- Exercise aim -
Filter these entries, keeping only lines that hold the word "Timestamp".

(Source records)
§
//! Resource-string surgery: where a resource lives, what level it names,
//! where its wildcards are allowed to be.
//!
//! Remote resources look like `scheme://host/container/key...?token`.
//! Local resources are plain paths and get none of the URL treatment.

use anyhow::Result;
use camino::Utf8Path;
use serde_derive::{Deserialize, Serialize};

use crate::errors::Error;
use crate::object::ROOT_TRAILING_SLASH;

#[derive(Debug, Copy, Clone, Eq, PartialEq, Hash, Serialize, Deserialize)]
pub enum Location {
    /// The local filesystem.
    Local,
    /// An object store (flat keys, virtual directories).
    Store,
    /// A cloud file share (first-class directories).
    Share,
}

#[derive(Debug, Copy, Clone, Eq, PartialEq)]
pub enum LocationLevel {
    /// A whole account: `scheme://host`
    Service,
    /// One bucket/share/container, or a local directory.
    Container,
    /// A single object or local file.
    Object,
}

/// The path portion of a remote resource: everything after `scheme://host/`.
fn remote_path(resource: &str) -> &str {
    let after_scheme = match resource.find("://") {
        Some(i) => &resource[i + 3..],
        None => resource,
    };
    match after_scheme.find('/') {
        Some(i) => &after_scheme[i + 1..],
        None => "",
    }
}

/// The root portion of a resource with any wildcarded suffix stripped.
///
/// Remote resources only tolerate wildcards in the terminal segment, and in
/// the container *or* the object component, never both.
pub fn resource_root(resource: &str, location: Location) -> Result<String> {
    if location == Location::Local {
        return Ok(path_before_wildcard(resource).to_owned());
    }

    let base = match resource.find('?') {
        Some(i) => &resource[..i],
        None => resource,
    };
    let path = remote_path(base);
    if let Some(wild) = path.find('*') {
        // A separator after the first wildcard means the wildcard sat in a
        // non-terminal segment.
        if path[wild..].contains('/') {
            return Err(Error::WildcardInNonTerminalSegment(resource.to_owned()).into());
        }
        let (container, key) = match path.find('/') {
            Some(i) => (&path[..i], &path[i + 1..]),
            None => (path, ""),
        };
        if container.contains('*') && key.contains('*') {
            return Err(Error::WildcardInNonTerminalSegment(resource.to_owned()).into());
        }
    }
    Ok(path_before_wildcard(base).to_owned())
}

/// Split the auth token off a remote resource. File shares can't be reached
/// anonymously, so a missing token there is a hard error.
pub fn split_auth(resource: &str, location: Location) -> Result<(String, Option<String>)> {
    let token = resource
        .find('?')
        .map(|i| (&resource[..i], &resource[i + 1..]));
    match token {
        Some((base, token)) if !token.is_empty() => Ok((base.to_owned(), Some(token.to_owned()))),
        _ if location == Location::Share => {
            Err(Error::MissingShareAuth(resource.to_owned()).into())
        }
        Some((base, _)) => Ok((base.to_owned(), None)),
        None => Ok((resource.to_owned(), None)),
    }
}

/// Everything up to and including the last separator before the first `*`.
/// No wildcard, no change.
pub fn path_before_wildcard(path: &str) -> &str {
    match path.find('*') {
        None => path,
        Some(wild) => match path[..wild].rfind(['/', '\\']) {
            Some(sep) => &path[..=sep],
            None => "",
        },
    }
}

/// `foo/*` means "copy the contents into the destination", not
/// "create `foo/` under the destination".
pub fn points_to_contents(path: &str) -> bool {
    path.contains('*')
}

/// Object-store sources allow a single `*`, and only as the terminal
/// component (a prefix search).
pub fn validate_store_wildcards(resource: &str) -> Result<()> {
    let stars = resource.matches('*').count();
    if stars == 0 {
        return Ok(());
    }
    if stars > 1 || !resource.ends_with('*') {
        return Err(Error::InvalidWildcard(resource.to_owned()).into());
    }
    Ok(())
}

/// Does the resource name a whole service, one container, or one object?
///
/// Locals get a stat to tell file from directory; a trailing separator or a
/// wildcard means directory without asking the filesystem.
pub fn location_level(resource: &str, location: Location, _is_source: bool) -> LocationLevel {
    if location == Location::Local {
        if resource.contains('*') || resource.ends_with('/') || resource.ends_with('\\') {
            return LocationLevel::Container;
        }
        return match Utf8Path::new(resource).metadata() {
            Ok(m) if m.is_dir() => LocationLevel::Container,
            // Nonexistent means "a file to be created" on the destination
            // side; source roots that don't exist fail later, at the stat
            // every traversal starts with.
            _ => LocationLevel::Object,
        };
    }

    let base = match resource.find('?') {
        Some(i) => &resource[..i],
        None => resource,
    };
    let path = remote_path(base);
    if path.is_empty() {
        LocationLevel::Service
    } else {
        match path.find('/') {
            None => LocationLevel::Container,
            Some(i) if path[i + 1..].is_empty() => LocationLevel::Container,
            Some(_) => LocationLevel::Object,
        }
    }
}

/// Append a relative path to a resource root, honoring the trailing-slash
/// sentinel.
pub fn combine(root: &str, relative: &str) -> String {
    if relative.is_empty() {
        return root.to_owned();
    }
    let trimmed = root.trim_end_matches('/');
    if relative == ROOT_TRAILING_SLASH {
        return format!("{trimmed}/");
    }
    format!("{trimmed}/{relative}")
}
§
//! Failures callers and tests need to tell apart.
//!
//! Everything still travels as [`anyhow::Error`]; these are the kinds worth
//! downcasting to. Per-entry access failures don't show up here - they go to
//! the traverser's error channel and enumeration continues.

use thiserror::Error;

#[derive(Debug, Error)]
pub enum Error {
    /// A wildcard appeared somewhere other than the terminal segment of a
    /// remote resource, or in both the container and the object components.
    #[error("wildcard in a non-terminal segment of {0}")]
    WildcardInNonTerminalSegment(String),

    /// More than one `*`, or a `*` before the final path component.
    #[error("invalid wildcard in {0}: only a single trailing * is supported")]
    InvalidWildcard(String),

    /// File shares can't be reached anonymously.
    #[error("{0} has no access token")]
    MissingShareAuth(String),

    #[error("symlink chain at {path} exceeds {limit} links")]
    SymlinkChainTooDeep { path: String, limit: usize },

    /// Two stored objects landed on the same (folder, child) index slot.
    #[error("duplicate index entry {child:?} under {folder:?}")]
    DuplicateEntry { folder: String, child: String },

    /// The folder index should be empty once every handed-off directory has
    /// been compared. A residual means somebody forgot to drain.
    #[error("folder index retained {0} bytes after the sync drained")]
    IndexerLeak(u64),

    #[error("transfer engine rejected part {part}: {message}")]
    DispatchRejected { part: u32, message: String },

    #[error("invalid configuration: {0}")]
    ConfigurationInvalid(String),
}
§
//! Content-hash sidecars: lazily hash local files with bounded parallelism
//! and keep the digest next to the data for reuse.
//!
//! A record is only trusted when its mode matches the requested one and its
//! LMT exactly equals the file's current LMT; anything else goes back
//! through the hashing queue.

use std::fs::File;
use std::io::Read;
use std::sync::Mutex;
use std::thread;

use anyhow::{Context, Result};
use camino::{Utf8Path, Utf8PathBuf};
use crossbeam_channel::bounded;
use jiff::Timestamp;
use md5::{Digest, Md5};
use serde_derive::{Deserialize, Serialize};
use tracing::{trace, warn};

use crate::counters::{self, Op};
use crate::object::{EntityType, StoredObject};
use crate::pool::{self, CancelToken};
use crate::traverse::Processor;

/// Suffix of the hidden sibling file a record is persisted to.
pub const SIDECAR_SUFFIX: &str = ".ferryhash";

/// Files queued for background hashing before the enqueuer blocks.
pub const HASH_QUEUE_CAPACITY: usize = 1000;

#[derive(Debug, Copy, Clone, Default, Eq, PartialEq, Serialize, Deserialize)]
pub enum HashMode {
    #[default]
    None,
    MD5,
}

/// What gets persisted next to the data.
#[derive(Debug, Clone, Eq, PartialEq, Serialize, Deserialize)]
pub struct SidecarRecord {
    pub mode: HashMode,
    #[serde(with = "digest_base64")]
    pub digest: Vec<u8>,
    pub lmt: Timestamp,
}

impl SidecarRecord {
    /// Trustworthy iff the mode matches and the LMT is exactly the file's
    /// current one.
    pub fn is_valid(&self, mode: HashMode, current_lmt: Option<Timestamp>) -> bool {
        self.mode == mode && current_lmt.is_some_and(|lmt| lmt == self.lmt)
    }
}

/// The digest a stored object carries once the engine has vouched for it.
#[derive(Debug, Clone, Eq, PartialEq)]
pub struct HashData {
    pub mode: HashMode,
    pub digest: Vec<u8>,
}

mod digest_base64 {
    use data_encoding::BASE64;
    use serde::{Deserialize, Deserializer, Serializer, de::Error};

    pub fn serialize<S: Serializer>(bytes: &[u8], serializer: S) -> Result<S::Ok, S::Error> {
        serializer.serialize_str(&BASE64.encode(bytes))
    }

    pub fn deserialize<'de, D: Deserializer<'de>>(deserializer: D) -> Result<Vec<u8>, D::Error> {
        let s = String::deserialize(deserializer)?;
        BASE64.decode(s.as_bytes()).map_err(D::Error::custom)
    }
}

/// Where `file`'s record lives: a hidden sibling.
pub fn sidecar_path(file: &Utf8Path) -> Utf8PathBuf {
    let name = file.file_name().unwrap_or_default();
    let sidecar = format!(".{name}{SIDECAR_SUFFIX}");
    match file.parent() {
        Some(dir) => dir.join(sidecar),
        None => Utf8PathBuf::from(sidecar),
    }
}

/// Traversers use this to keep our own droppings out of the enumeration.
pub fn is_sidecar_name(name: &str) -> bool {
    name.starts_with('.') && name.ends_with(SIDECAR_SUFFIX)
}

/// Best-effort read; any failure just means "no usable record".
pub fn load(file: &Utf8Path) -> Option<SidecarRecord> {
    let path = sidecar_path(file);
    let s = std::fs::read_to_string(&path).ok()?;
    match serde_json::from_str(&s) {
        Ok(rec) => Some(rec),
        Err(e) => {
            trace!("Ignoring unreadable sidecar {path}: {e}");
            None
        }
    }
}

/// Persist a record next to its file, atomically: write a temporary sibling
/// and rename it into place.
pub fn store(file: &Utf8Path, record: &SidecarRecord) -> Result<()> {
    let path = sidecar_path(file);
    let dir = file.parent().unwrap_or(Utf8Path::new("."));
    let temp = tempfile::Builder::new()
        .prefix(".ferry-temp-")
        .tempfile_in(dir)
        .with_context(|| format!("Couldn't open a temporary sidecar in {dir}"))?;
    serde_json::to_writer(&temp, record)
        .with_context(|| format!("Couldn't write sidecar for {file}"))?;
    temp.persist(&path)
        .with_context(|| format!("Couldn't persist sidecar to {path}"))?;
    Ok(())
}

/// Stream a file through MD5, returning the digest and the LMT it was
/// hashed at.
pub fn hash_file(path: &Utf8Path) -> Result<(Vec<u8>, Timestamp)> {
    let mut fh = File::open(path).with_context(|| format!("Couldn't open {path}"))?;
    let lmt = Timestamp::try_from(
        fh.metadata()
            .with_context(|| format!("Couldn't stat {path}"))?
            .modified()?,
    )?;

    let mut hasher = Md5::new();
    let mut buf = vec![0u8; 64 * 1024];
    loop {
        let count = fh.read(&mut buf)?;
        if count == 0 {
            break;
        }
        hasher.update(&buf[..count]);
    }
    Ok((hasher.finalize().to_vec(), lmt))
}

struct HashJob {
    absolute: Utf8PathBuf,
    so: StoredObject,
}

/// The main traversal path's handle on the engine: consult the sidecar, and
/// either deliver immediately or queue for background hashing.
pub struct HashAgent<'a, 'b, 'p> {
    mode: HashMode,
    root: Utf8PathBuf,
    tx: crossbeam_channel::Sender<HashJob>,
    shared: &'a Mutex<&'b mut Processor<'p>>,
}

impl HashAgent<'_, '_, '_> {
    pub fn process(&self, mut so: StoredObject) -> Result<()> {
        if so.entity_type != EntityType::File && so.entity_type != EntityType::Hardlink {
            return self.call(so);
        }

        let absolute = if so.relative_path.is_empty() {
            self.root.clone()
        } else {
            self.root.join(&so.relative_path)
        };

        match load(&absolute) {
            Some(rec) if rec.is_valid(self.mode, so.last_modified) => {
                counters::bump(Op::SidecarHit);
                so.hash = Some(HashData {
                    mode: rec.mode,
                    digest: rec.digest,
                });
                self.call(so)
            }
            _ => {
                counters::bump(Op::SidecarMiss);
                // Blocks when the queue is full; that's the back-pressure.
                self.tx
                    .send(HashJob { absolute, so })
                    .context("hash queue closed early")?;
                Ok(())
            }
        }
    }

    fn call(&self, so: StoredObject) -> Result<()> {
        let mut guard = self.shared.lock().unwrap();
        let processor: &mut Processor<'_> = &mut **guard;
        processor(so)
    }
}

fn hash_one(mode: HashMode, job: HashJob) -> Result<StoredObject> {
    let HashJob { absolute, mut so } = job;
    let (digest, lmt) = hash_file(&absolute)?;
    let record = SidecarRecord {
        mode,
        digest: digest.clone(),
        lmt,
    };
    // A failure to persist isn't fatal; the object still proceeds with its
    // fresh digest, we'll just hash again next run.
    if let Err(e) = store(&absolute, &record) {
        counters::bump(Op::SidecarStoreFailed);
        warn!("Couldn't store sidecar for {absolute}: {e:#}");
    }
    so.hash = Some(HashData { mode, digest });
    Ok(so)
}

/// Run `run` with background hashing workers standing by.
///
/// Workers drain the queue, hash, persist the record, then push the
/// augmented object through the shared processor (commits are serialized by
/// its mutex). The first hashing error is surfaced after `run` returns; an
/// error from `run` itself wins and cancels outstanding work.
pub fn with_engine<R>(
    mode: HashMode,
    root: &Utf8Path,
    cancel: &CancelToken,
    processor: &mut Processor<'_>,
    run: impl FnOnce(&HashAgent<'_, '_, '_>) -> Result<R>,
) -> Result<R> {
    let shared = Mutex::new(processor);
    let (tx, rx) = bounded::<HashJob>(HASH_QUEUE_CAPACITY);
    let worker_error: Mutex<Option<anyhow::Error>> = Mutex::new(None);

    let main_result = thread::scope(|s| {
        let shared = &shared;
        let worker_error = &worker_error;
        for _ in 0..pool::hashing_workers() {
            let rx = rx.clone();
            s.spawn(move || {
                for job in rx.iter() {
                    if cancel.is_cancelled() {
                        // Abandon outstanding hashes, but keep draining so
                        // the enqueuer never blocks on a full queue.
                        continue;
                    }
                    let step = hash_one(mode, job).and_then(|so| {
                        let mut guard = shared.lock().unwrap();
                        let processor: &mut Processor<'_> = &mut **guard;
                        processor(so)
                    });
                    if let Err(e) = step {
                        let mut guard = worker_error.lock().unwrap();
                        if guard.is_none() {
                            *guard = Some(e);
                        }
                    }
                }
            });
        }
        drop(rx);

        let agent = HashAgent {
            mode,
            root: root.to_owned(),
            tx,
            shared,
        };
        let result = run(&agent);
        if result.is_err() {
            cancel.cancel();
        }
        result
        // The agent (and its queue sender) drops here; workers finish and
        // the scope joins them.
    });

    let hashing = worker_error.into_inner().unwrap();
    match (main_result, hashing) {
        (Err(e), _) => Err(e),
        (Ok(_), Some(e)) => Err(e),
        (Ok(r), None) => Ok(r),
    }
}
§
- The answer -
use jiff::Timestamp;
    pub lmt: Timestamp,
    pub fn is_valid(&self, mode: HashMode, current_lmt: Option<Timestamp>) -> bool {
pub fn hash_file(path: &Utf8Path) -> Result<(Vec<u8>, Timestamp)> {
    let lmt = Timestamp::try_from(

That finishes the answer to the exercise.